**Aim of the exercise:** Your task is to repeat the entries exactly from their first line through the line with "use tokio::task;", and to stop there.

**Material for this task:**
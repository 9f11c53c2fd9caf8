//! Document loader
//!
//! Reads the two JSON documents (`locations.json`, `pokemon.json`) from the
//! assets directory and converts their raw shapes into the validated domain
//! model. All normalization happens here, once: legacy creature-id field
//! aliases, the two level-range spellings, numeric vs. text appearance
//! rates. Downstream code never probes alternate field names.
//!
//! Degradation rules:
//! - a missing or unparsable document is a load error; the app keeps an
//!   empty dataset and renders nothing
//! - a location with malformed coordinates is skipped with a warning
//! - a record naming an unknown (or no) creature is skipped with a warning

use std::collections::{HashMap, HashSet};
use std::fs;
use std::path::{Path, PathBuf};

use serde::Deserialize;
use thiserror::Error;
use tokio::task;

use super::model::{
    Creature, CreatureVersionMeta, Dataset, EmbeddedRecord, LevelRange, Location, Record,
    RecordFields,
};

/// File names looked up inside the assets directory.
const LOCATIONS_FILE: &str = "locations.json";
const CREATURES_FILE: &str = "pokemon.json";

/// Errors that abort a document load.
#[derive(Debug, Error)]
pub enum DataError {
    #[error("failed to read {path}: {source}")]
    Io {
        path: PathBuf,
        #[source]
        source: std::io::Error,
    },
    #[error("failed to parse {path}: {source}")]
    Parse {
        path: PathBuf,
        #[source]
        source: serde_json::Error,
    },
}

/// Load the dataset from an assets directory.
///
/// Runs on a blocking thread because file IO and parsing are synchronous.
/// Errors are stringified for the message channel.
pub async fn load_dataset(data_dir: PathBuf) -> Result<Dataset, String> {
    task::spawn_blocking(move || load_dataset_blocking(&data_dir).map_err(|e| e.to_string()))
        .await
        .map_err(|e| format!("Task join error: {}", e))?
}

/// Blocking implementation of the dataset load.
pub fn load_dataset_blocking(data_dir: &Path) -> Result<Dataset, DataError> {
    let loc_doc: LocationsDoc = read_document(&data_dir.join(LOCATIONS_FILE))?;
    let dex_doc: CreaturesDoc = read_document(&data_dir.join(CREATURES_FILE))?;

    let dataset = build_dataset(loc_doc, dex_doc);
    println!(
        "🗺️  Loaded {} locations, {} creatures",
        dataset.locations.len(),
        dataset.creatures.len()
    );

    Ok(dataset)
}

fn read_document<T: for<'de> Deserialize<'de>>(path: &Path) -> Result<T, DataError> {
    let text = fs::read_to_string(path).map_err(|source| DataError::Io {
        path: path.to_path_buf(),
        source,
    })?;
    serde_json::from_str(&text).map_err(|source| DataError::Parse {
        path: path.to_path_buf(),
        source,
    })
}

// ========== Raw document mirror (serde shapes) ==========

#[derive(Debug, Deserialize)]
struct LocationsDoc {
    #[serde(default)]
    locations: Vec<RawLocation>,
}

#[derive(Debug, Deserialize)]
struct RawLocation {
    id: String,
    name: String,
    #[serde(default)]
    coordinates: Vec<f64>,
    #[serde(default)]
    encounters: Vec<RawRecord>,
    #[serde(default)]
    gifts: Vec<RawRecord>,
}

/// One encounter/gift row as it appears on disk. The creature id historically
/// appeared under several names; they are accepted here, once, as aliases.
#[derive(Debug, Deserialize)]
struct RawRecord {
    #[serde(
        default,
        alias = "pokemon_id",
        alias = "poke_id",
        alias = "pokemon",
        alias = "poke"
    )]
    id: Option<String>,
    #[serde(default)]
    method: Option<String>,
    #[serde(default, alias = "rate")]
    appearance_rate: Option<RawRate>,
    #[serde(default)]
    level_range: Option<RawLevel>,
    #[serde(default)]
    min_level: Option<u32>,
    #[serde(default)]
    max_level: Option<u32>,
    #[serde(default)]
    rod: Option<String>,
    #[serde(default)]
    starter: Option<bool>,
    #[serde(default)]
    gift: Option<bool>,
    #[serde(default)]
    games: Option<HashMap<String, RawOverride>>,
}

/// Version-specific override sub-object of a record.
#[derive(Debug, Deserialize)]
struct RawOverride {
    #[serde(default)]
    method: Option<String>,
    #[serde(default, alias = "rate")]
    appearance_rate: Option<RawRate>,
    #[serde(default)]
    level_range: Option<RawLevel>,
    #[serde(default)]
    min_level: Option<u32>,
    #[serde(default)]
    max_level: Option<u32>,
    #[serde(default)]
    rod: Option<String>,
    #[serde(default)]
    starter: Option<bool>,
    #[serde(default)]
    gift: Option<bool>,
}

#[derive(Debug, Deserialize)]
struct CreaturesDoc {
    #[serde(default)]
    pokemon: Vec<RawCreature>,
    #[serde(default)]
    not_obtainable_by_game: HashMap<String, Vec<String>>,
}

#[derive(Debug, Deserialize)]
struct RawCreature {
    id: String,
    name: String,
    #[serde(default)]
    regional_dex: u32,
    #[serde(default)]
    types: Vec<String>,
    #[serde(default)]
    games: HashMap<String, RawCreatureMeta>,
}

#[derive(Debug, Deserialize)]
struct RawCreatureMeta {
    #[serde(default)]
    obtainable: Option<bool>,
    #[serde(default)]
    starter: Option<bool>,
    #[serde(default)]
    gift: Option<bool>,
    #[serde(default)]
    locations: Vec<RawEmbedded>,
}

/// Legacy shape: an encounter row embedded directly on the creature.
#[derive(Debug, Deserialize)]
struct RawEmbedded {
    #[serde(default)]
    location_id: Option<String>,
    #[serde(default)]
    method: Option<String>,
    #[serde(default, alias = "rate")]
    appearance_rate: Option<RawRate>,
    #[serde(default)]
    level_range: Option<RawLevel>,
    #[serde(default)]
    min_level: Option<u32>,
    #[serde(default)]
    max_level: Option<u32>,
    #[serde(default)]
    rod: Option<String>,
    #[serde(default)]
    starter: Option<bool>,
    #[serde(default)]
    gift: Option<bool>,
}

/// Appearance rate appears both as a bare number and as display text.
#[derive(Debug, Deserialize)]
#[serde(untagged)]
enum RawRate {
    Number(f64),
    Text(String),
}

impl RawRate {
    fn normalize(self) -> String {
        match self {
            RawRate::Number(n) if n.fract() == 0.0 => format!("{}%", n as i64),
            RawRate::Number(n) => format!("{}%", n),
            RawRate::Text(s) => s,
        }
    }
}

/// Level range appears as a bare number or a two-element array; older rows
/// use min_level/max_level instead.
#[derive(Debug, Deserialize)]
#[serde(untagged)]
enum RawLevel {
    Single(u32),
    Pair(Vec<u32>),
}

// ========== Conversion to the domain model ==========

/// Build the validated dataset from the two parsed documents.
fn build_dataset(loc_doc: LocationsDoc, dex_doc: CreaturesDoc) -> Dataset {
    let creatures: Vec<Creature> = dex_doc.pokemon.into_iter().map(convert_creature).collect();
    let known_ids: HashSet<String> = creatures.iter().map(|c| c.id.clone()).collect();

    let locations: Vec<Location> = loc_doc
        .locations
        .into_iter()
        .filter_map(|raw| convert_location(raw, &known_ids))
        .collect();

    // Only renderable locations count; rows pointing at a skipped location
    // would never reach the map.
    let known_locations: HashSet<String> = locations.iter().map(|l| l.id.clone()).collect();

    // Drop embedded rows that point at locations the map cannot render.
    let creatures = creatures
        .into_iter()
        .map(|mut creature| {
            for meta in creature.games.values_mut() {
                meta.locations.retain(|row| {
                    let known = known_locations.contains(&row.location_id);
                    if !known {
                        eprintln!(
                            "⚠️  {}: embedded row names unknown location '{}', skipping",
                            creature.id, row.location_id
                        );
                    }
                    known
                });
            }
            creature
        })
        .collect();

    Dataset::new(locations, creatures, dex_doc.not_obtainable_by_game)
}

fn convert_location(raw: RawLocation, known_ids: &HashSet<String>) -> Option<Location> {
    // A location is renderable only with exactly two finite coordinates.
    let coordinates = match raw.coordinates.as_slice() {
        [row, col] if row.is_finite() && col.is_finite() => [*row as f32, *col as f32],
        _ => {
            eprintln!(
                "⚠️  Location '{}' has malformed coordinates {:?}, skipping",
                raw.id, raw.coordinates
            );
            return None;
        }
    };

    let encounters = convert_records(raw.encounters, &raw.id, known_ids);
    let gifts = convert_records(raw.gifts, &raw.id, known_ids);

    Some(Location {
        id: raw.id,
        name: raw.name,
        coordinates,
        encounters,
        gifts,
    })
}

fn convert_records(
    raws: Vec<RawRecord>,
    location_id: &str,
    known_ids: &HashSet<String>,
) -> Vec<Record> {
    raws.into_iter()
        .filter_map(|raw| {
            let creature_id = match raw.id {
                Some(ref id) if known_ids.contains(id) => id.clone(),
                Some(ref id) => {
                    eprintln!(
                        "⚠️  {}: record names unknown creature '{}', skipping",
                        location_id, id
                    );
                    return None;
                }
                None => {
                    eprintln!("⚠️  {}: record carries no creature id, skipping", location_id);
                    return None;
                }
            };

            let base = RecordFields {
                method: raw.method,
                rate: raw.appearance_rate.map(RawRate::normalize),
                levels: normalize_levels(raw.level_range, raw.min_level, raw.max_level),
                rod: raw.rod,
                starter: raw.starter,
                gift: raw.gift,
            };
            let games = raw.games.map(|games| {
                games
                    .into_iter()
                    .map(|(version, over)| (version, convert_override(over)))
                    .collect()
            });

            Some(Record {
                creature_id,
                base,
                games,
            })
        })
        .collect()
}

fn convert_override(raw: RawOverride) -> RecordFields {
    RecordFields {
        method: raw.method,
        rate: raw.appearance_rate.map(RawRate::normalize),
        levels: normalize_levels(raw.level_range, raw.min_level, raw.max_level),
        rod: raw.rod,
        starter: raw.starter,
        gift: raw.gift,
    }
}

fn convert_creature(raw: RawCreature) -> Creature {
    let games = raw
        .games
        .into_iter()
        .map(|(version, meta)| {
            let locations = meta
                .locations
                .into_iter()
                .filter_map(|row| {
                    let location_id = row.location_id?;
                    Some(EmbeddedRecord {
                        location_id,
                        fields: RecordFields {
                            method: row.method,
                            rate: row.appearance_rate.map(RawRate::normalize),
                            levels: normalize_levels(row.level_range, row.min_level, row.max_level),
                            rod: row.rod,
                            starter: row.starter,
                            gift: row.gift,
                        },
                    })
                })
                .collect();

            (
                version,
                CreatureVersionMeta {
                    obtainable: meta.obtainable,
                    starter: meta.starter,
                    gift: meta.gift,
                    locations,
                },
            )
        })
        .collect();

    Creature {
        id: raw.id,
        name: raw.name,
        regional_dex: raw.regional_dex,
        types: raw.types,
        games,
    }
}

/// Normalize the two level spellings into one shape. A two-element
/// `level_range` wins over `min_level`/`max_level`; a degenerate range
/// collapses to a single level.
fn normalize_levels(
    range: Option<RawLevel>,
    min_level: Option<u32>,
    max_level: Option<u32>,
) -> Option<LevelRange> {
    match range {
        Some(RawLevel::Single(level)) => Some(LevelRange::Single(level)),
        Some(RawLevel::Pair(pair)) => match pair.as_slice() {
            [lo, hi] if lo == hi => Some(LevelRange::Single(*lo)),
            [lo, hi] => Some(LevelRange::Range(*lo, *hi)),
            _ => {
                eprintln!("⚠️  level_range with {} elements, ignoring", pair.len());
                None
            }
        },
        None => match (min_level, max_level) {
            (Some(lo), Some(hi)) if lo == hi => Some(LevelRange::Single(lo)),
            (Some(lo), Some(hi)) => Some(LevelRange::Range(lo, hi)),
            (Some(level), None) | (None, Some(level)) => Some(LevelRange::Single(level)),
            (None, None) => None,
        },
    }
}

**Result of the exercise:**
repository 9f11c53c2fd9caf8
//! Document loader
//!
//! Reads the two JSON documents (`locations.json`, `pokemon.json`) from the
//! assets directory and converts their raw shapes into the validated domain
//! model. All normalization happens here, once: legacy creature-id field
//! aliases, the two level-range spellings, numeric vs. text appearance
//! rates. Downstream code never probes alternate field names.
//!
//! Degradation rules:
//! - a missing or unparsable document is a load error; the app keeps an
//!   empty dataset and renders nothing
//! - a location with malformed coordinates is skipped with a warning
//! - a record naming an unknown (or no) creature is skipped with a warning

use std::collections::{HashMap, HashSet};
use std::fs;
use std::path::{Path, PathBuf};

use serde::Deserialize;
use thiserror::Error;
use tokio::task;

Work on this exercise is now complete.